HOXC6 regulates the antitumor effects of pheophorbide a-based photodynamic therapy in multidrug-resistant oral cancer cells.

Abstract

Photodynamic therapy (PDT) has been considered to be a possible candidate approach for the treatment of multidrug-resistant (MDR) cancer. To investigate the photocytotoxicity of pheophorbide a-based PDT on MDR cells, the intracellular pathways were studied using the human oral cancer FaDu cell line and its paclitaxel-selected subline FaDu-PTX. Pheophorbide a (Pa)-PDT induced significant photocytotoxicity in both FaDu and FaDu-PTX cell lines with cell apoptosis greater in FaDu cells compared to FaDu-PTX cells.

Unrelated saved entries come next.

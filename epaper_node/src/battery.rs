use epaper_node_core::hal::PowerSensor;
use esp_idf_hal::adc::attenuation::DB_11;
use esp_idf_hal::adc::oneshot::config::AdcChannelConfig;
use esp_idf_hal::adc::oneshot::{AdcChannelDriver, AdcDriver};
use esp_idf_hal::adc::ADC1;
use esp_idf_hal::gpio::Gpio35;

/// Samples averaged per reading.
const SAMPLES: u32 = 8;

/// Battery voltage divider on GPIO35 (ADC1 channel 7).
pub struct BatterySensor {
    channel: AdcChannelDriver<'static, Gpio35, AdcDriver<'static, ADC1>>,
}

impl BatterySensor {
    pub fn new(adc: ADC1, pin: Gpio35) -> anyhow::Result<Self> {
        let adc = AdcDriver::new(adc)?;
        // 11 dB covers the full divided range of a Li-ion cell
        let config = AdcChannelConfig {
            attenuation: DB_11,
            ..Default::default()
        };
        let channel = AdcChannelDriver::new(adc, pin, &config)?;
        Ok(Self { channel })
    }
}

impl PowerSensor for BatterySensor {
    /// Millivolts at the ADC pin, before the divider is undone.
    fn read_millivolts(&mut self) -> anyhow::Result<u32> {
        let mut total = 0u32;
        for _ in 0..SAMPLES {
            total += u32::from(self.channel.read()?);
        }
        Ok(total / SAMPLES)
    }
}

We found that Hoxc6 and MDR-1 expression was strongly detected in FaDu-PTX cells compared to FaDu cells. Intriguingly, Pa-PDT effectively reduced Hoxc6 and MDR-1 expression in FaDu-PTX cells. The siRNA for HOXC6 can inhibit the intracellular MDR-1 levels in FaDu-PTX cells and induce the phototoxic effects of Pa-PDT. Furthermore, our invivo studies showed that the Pa-PDT and HOXC6 siRNA significantly reduce the growth of FaDu-PTX xenograft tumors in C3H mice compared with control- and PTX-treated tumors. Histopathology was also used to confirm this antitumor effect. Pa-PDT may be a potential therapeutic modality for multidrug-resistant cancer, and Hoxc6, as a possible contributor to MDR, may reduce the therapeutic potential in multidrug-resistant oral malignancies.